> _Your goal_
For the entries that follow, restate word for word the line containing "with deduction off.", the line containing "pub fn run(&self)", and every line that lies between them.

> _Task input_
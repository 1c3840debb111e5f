mod rotations;

use std::fs::{self, File};
use std::io::{BufWriter, Write};
use std::path::{Path, PathBuf};
use std::time::{Duration, Instant};

use crate::analytics::{AnalyticsCollector, AnalyticsError};
use letter_bot::{BotDifficulty, BotError, BotFeatures, BotParams, Policy, PolicyContext, policy_for};
use letter_core::game::{Game, GameError};
use letter_core::model::player::PlayerId;
use rand::{RngCore, SeedableRng, rngs::StdRng};
use serde::Serialize;
use thiserror::Error;
use tracing::{Level, event};

use crate::config::{AgentConfig, AgentKind, BenchmarkConfig, ResolvedOutputs};

pub use rotations::SeatRotations;

/// Rounds after which a game is abandoned as stuck.
const MAX_ROUNDS: u32 = 200;

/// Primary entry point for orchestrating tournaments.
pub struct TournamentRunner {
    config: BenchmarkConfig,
    outputs: ResolvedOutputs,
    agents: Vec<AgentBlueprint>,
    rotations: SeatRotations,
    logging_enabled: bool,
    bot_features: BotFeatures,
}

/// Summary details returned after a run.
pub struct RunSummary {
    pub games_played: usize,
    pub rotations: usize,
    pub rows_written: usize,
    pub jsonl_path: PathBuf,
    pub summary_path: PathBuf,
}

impl TournamentRunner {
    /// Build a runner from a validated configuration.
    pub fn new(config: BenchmarkConfig, outputs: ResolvedOutputs) -> Result<Self, RunnerError> {
        let agents = AgentBlueprint::from_configs(&config.agents);
        let players = config.games.player_count();

        if agents.len() != players {
            return Err(RunnerError::SeatCount {
                expected: players,
                found: agents.len(),
            });
        }

        if config.games.rotation_count() > players {
            return Err(RunnerError::RotationLimit {
                requested: config.games.rotation_count(),
                max: players,
            });
        }

        let rotations = SeatRotations::new(players, config.games.rotation_count());

        Ok(Self {
            logging_enabled: config.logging.enable_structured,
            config,
            outputs,
            agents,
            rotations,
            bot_features: BotFeatures::from_env(),
        })
    }

    /// Replace the env-derived bot features, e.g. to compare with deduction off.
    pub fn with_features(mut self, features: BotFeatures) -> Self {
        self.bot_features = features;
        self
    }

    /// Execute the tournament, streaming JSONL rows to disk.
    pub fn run(&self) -> Result<RunSummary, RunnerError> {
        ensure_parent(self.outputs.jsonl.parent())?;
        ensure_parent(self.outputs.summary_md.parent())?;

        let mut writer = BufWriter::new(File::create(&self.outputs.jsonl)?);
        let mut rng = StdRng::seed_from_u64(self.config.games.seed.unwrap_or(0));
        let mut rows_written = 0usize;
        let mut analytics = AnalyticsCollector::new(&self.config)?;

        for game_index in 0..self.config.games.games {
            let base_seed = rng.next_u64();

            for (rotation_index, rotation) in self.rotations.as_slice().iter().enumerate() {
                let outcome = self.play_game(game_index, rotation_index, base_seed, rotation)?;
                analytics.record_game(&outcome)?;
                rows_written += write_game_rows(
                    &mut writer,
                    &self.config,
                    game_index,
                    rotation_index,
                    base_seed,
                    &outcome,
                )?;
            }
        }

        writer.flush()?;

        let summary = analytics.finalize()?;
        summary.write_markdown(&self.outputs.summary_md)?;

        Ok(RunSummary {
            games_played: self.config.games.games,
            rotations: self.rotations.len(),
            rows_written,
            jsonl_path: self.outputs.jsonl.clone(),
            summary_path: self.outputs.summary_md.clone(),
        })
    }
}

fn ensure_parent(path: Option<&Path>) -> Result<(), RunnerError> {
    if let Some(dir) = path.filter(|dir| !dir.as_os_str().is_empty()) {
        fs::create_dir_all(dir)?;
    }
    Ok(())
}

fn game_id(game_index: usize, rotation_index: usize) -> String {
    format!("G{game_index:05}_R{rotation_index:02}")
}

fn write_game_rows(
    writer: &mut BufWriter<File>,
    config: &BenchmarkConfig,
    game_index: usize,
    rotation_index: usize,
    base_seed: u64,
    outcome: &GameOutcome,
) -> Result<usize, RunnerError> {
    let game_id = game_id(game_index, rotation_index);

    let mut rows_written = 0usize;
    for seat_result in &outcome.seat_results {
        let row = GameLogRow {
            run_id: config.run_id.clone(),
            game_id: game_id.clone(),
            game_index,
            rotation_index,
            game_seed: base_seed,
            seat: seat_result.seat.index(),
            bot: seat_result.agent_name.clone(),
            seating: outcome.seating.clone(),
            rounds: outcome.rounds,
            score: seat_result.score,
            rounds_won: seat_result.rounds_won,
            won: seat_result.won,
            speed_ms_decision: seat_result.metrics.avg_ms_per_decision,
            decisions: seat_result.metrics.decisions,
        };

        serde_json::to_writer(&mut *writer, &row)?;
        writer.write_all(b"\n")?;
        rows_written += 1;
    }

    Ok(rows_written)
}
use crate::model::card::Card;
use crate::model::rank::Rank;
use serde::{Deserialize, Serialize};
use std::vec::Vec;

/// Cards held by one player. Order is positional and never re-sorted.
#[derive(Debug, Clone, Default, PartialEq, Eq, Serialize, Deserialize)]
pub struct Hand {
    cards: Vec<Card>,
}

impl Hand {
    pub fn new() -> Self {
        Self { cards: Vec::new() }
    }

    pub fn with_cards(cards: Vec<Card>) -> Self {
        Self { cards }
    }

    pub fn add(&mut self, card: Card) {
        self.cards.push(card);
    }

    pub fn remove_at(&mut self, index: usize) -> Option<Card> {
        if index < self.cards.len() {
            Some(self.cards.remove(index))
        } else {
            None
        }
    }

    pub fn take_all(&mut self) -> Vec<Card> {
        std::mem::take(&mut self.cards)
    }

    pub fn replace(&mut self, cards: Vec<Card>) -> Vec<Card> {
        std::mem::replace(&mut self.cards, cards)
    }

    pub fn get(&self, index: usize) -> Option<Card> {
        self.cards.get(index).copied()
    }

    pub fn first(&self) -> Option<Card> {
        self.cards.first().copied()
    }

    pub fn contains_rank(&self, rank: Rank) -> bool {
        self.cards.iter().any(|card| card.rank == rank)
    }

    pub fn position_of(&self, rank: Rank) -> Option<usize> {
        self.cards.iter().position(|card| card.rank == rank)
    }

    /// Countess held together with Prince or King.
    pub fn forces_countess(&self) -> bool {
        self.contains_rank(Rank::Countess)
            && (self.contains_rank(Rank::Prince) || self.contains_rank(Rank::King))
    }

    pub fn len(&self) -> usize {
        self.cards.len()
    }

    pub fn is_empty(&self) -> bool {
        self.cards.is_empty()
    }

    pub fn iter(&self) -> impl Iterator<Item = &Card> {
        self.cards.iter()
    }

    pub fn cards(&self) -> &[Card] {
        &self.cards
    }
}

> _Solved problem_
    /// Replace the env-derived bot features, e.g. to compare with deduction off.
    pub fn with_features(mut self, features: BotFeatures) -> Self {
        self.bot_features = features;
        self
    }

    /// Execute the tournament, streaming JSONL rows to disk.
    pub fn run(&self) -> Result<RunSummary, RunnerError> {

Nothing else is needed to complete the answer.